[Data records]

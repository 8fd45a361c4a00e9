use bevy_ecs::prelude::Resource;

/// Simulation clock. `delta` is the scaled length of the current tick in
/// seconds and is what the movement system integrates with.
#[derive(Resource, Clone, Copy, Debug)]
pub struct WorldTime {
    pub elapsed: f32,
    pub delta: f32,
    pub time_scale: f32,
    pub frame_count: u64,
}

impl Default for WorldTime {
    fn default() -> Self {
        WorldTime {
            elapsed: 0.0,
            delta: 0.0,
            time_scale: 1.0,
            frame_count: 0,
        }
    }
}

impl WorldTime {
    pub fn with_time_scale(mut self, time_scale: f32) -> Self {
        self.time_scale = time_scale;
        self
    }
}
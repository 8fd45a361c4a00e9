//! Physics configuration resource.
//!
//! Describes the simulated universe the spatial hashes cover, the cell size
//! of each hash and the fixed tick length. Values come from an INI file with
//! safe defaults for anything missing.
//!
//! # Configuration File Format
//!
//! ```ini
//! [world]
//! x = 0
//! y = 0
//! width = 4096
//! height = 4096
//!
//! [hash]
//! interactive_cell_size = 64
//! solid_cell_size = 32
//!
//! [simulation]
//! fixed_delta = 0.0166667
//! ```

use bevy_ecs::prelude::*;
use configparser::ini::Ini;
use log::info;
use std::path::PathBuf;

use crate::error::ConfigError;
use crate::resources::collisionhashes::CollisionHashes;

/// Default safe values for startup
const DEFAULT_WORLD_X: i32 = 0;
const DEFAULT_WORLD_Y: i32 = 0;
const DEFAULT_WORLD_WIDTH: i32 = 4096;
const DEFAULT_WORLD_HEIGHT: i32 = 4096;
const DEFAULT_INTERACTIVE_CELL_SIZE: i32 = 64;
const DEFAULT_SOLID_CELL_SIZE: i32 = 32;
const DEFAULT_FIXED_DELTA: f32 = 1.0 / 60.0;
const DEFAULT_CONFIG_PATH: &str = "./physics.ini";

/// Physics configuration resource.
#[derive(Resource, Debug, Clone, PartialEq)]
pub struct PhysicsConfig {
    /// Left edge of the simulated universe.
    pub world_x: i32,
    /// Top edge of the simulated universe.
    pub world_y: i32,
    pub world_width: i32,
    pub world_height: i32,
    /// Cell size of the hash used for the overlap relation.
    pub interactive_cell_size: i32,
    /// Cell size of the hash used for blocking movement and touching probes.
    pub solid_cell_size: i32,
    /// Length of one simulation tick in seconds.
    pub fixed_delta: f32,
    /// Path to the configuration file.
    pub config_path: PathBuf,
}

impl Default for PhysicsConfig {
    fn default() -> Self {
        Self::new()
    }
}

impl PhysicsConfig {
    /// Create a new configuration with safe default values.
    pub fn new() -> Self {
        Self {
            world_x: DEFAULT_WORLD_X,
            world_y: DEFAULT_WORLD_Y,
            world_width: DEFAULT_WORLD_WIDTH,
            world_height: DEFAULT_WORLD_HEIGHT,
            interactive_cell_size: DEFAULT_INTERACTIVE_CELL_SIZE,
            solid_cell_size: DEFAULT_SOLID_CELL_SIZE,
            fixed_delta: DEFAULT_FIXED_DELTA,
            config_path: PathBuf::from(DEFAULT_CONFIG_PATH),
        }
    }

    /// Create a new configuration with a custom config file path.
    pub fn with_path(path: impl Into<PathBuf>) -> Self {
        Self {
            config_path: path.into(),
            ..Self::new()
        }
    }

    /// Load configuration from the INI file.
    ///
    /// Missing values retain their current (default) values.
    pub fn load_from_file(&mut self) -> Result<(), ConfigError> {
        let mut config = Ini::new();
        config.load(&self.config_path).map_err(ConfigError::Load)?;
        self.apply(&config)?;
        info!("Loaded physics config from {:?}", self.config_path);
        Ok(())
    }

    /// Load configuration from INI text.
    pub fn load_from_str(&mut self, text: &str) -> Result<(), ConfigError> {
        let mut config = Ini::new();
        config.read(text.to_string()).map_err(ConfigError::Load)?;
        self.apply(&config)
    }

    fn apply(&mut self, config: &Ini) -> Result<(), ConfigError> {
        // [world] section
        if let Some(x) = config.getint("world", "x").map_err(ConfigError::Load)? {
            self.world_x = x as i32;
        }
        if let Some(y) = config.getint("world", "y").map_err(ConfigError::Load)? {
            self.world_y = y as i32;
        }
        if let Some(width) = config.getint("world", "width").map_err(ConfigError::Load)? {
            self.world_width = width as i32;
        }
        if let Some(height) = config.getint("world", "height").map_err(ConfigError::Load)? {
            self.world_height = height as i32;
        }

        // [hash] section
        if let Some(size) = config
            .getint("hash", "interactive_cell_size")
            .map_err(ConfigError::Load)?
        {
            self.interactive_cell_size = size as i32;
        }
        if let Some(size) = config
            .getint("hash", "solid_cell_size")
            .map_err(ConfigError::Load)?
        {
            self.solid_cell_size = size as i32;
        }

        // [simulation] section
        if let Some(delta) = config
            .getfloat("simulation", "fixed_delta")
            .map_err(ConfigError::Load)?
        {
            self.fixed_delta = delta as f32;
        }

        self.validate()?;

        info!(
            "Physics config: world {}x{} at ({}, {}), cells interactive={} solid={}, dt={}",
            self.world_width,
            self.world_height,
            self.world_x,
            self.world_y,
            self.interactive_cell_size,
            self.solid_cell_size,
            self.fixed_delta
        );

        Ok(())
    }

    /// Reject values the spatial hashes cannot be built from.
    pub fn validate(&self) -> Result<(), ConfigError> {
        let positive = [
            ("world", "width", self.world_width),
            ("world", "height", self.world_height),
            ("hash", "interactive_cell_size", self.interactive_cell_size),
            ("hash", "solid_cell_size", self.solid_cell_size),
        ];
        for (section, key, value) in positive {
            if value <= 0 {
                return Err(ConfigError::Invalid {
                    section,
                    key,
                    reason: format!("must be positive, got {value}"),
                });
            }
        }
        if !(self.fixed_delta > 0.0) {
            return Err(ConfigError::Invalid {
                section: "simulation",
                key: "fixed_delta",
                reason: format!("must be positive, got {}", self.fixed_delta),
            });
        }
        Ok(())
    }

    /// Save configuration to the INI file.
    ///
    /// Creates the file if it doesn't exist.
    pub fn save_to_file(&self) -> Result<(), ConfigError> {
        let mut config = Ini::new();

        config.set("world", "x", Some(self.world_x.to_string()));
        config.set("world", "y", Some(self.world_y.to_string()));
        config.set("world", "width", Some(self.world_width.to_string()));
        config.set("world", "height", Some(self.world_height.to_string()));

        config.set(
            "hash",
            "interactive_cell_size",
            Some(self.interactive_cell_size.to_string()),
        );
        config.set(
            "hash",
            "solid_cell_size",
            Some(self.solid_cell_size.to_string()),
        );

        config.set(
            "simulation",
            "fixed_delta",
            Some(self.fixed_delta.to_string()),
        );

        config
            .write(&self.config_path)
            .map_err(|e| ConfigError::Save(e.to_string()))?;

        info!("Saved physics config to {:?}", self.config_path);

        Ok(())
    }

    /// Build the interactive and solid hashes covering the configured world.
    pub fn build_hashes(&self) -> CollisionHashes {
        CollisionHashes::new(
            self.world_x,
            self.world_y,
            self.world_width,
            self.world_height,
            self.interactive_cell_size,
            self.solid_cell_size,
        )
    }
}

[/Data records]

Task objective. Your output should be the listing's lines, exact and complete, from its first line to the line that contains "use std::path::PathBuf;", inclusive.

Answer below.
repository 8fd45a361c4a00e9
use bevy_ecs::prelude::Resource;

/// Simulation clock. `delta` is the scaled length of the current tick in
/// seconds and is what the movement system integrates with.
#[derive(Resource, Clone, Copy, Debug)]
pub struct WorldTime {
    pub elapsed: f32,
    pub delta: f32,
    pub time_scale: f32,
    pub frame_count: u64,
}

impl Default for WorldTime {
    fn default() -> Self {
        WorldTime {
            elapsed: 0.0,
            delta: 0.0,
            time_scale: 1.0,
            frame_count: 0,
        }
    }
}

impl WorldTime {
    pub fn with_time_scale(mut self, time_scale: f32) -> Self {
        self.time_scale = time_scale;
        self
    }
}
repository 8fd45a361c4a00e9
//! Physics configuration resource.
//!
//! Describes the simulated universe the spatial hashes cover, the cell size
//! of each hash and the fixed tick length. Values come from an INI file with
//! safe defaults for anything missing.
//!
//! # Configuration File Format
//!
//! ```ini
//! [world]
//! x = 0
//! y = 0
//! width = 4096
//! height = 4096
//!
//! [hash]
//! interactive_cell_size = 64
//! solid_cell_size = 32
//!
//! [simulation]
//! fixed_delta = 0.0166667
//! ```

use bevy_ecs::prelude::*;
use configparser::ini::Ini;
use log::info;
use std::path::PathBuf;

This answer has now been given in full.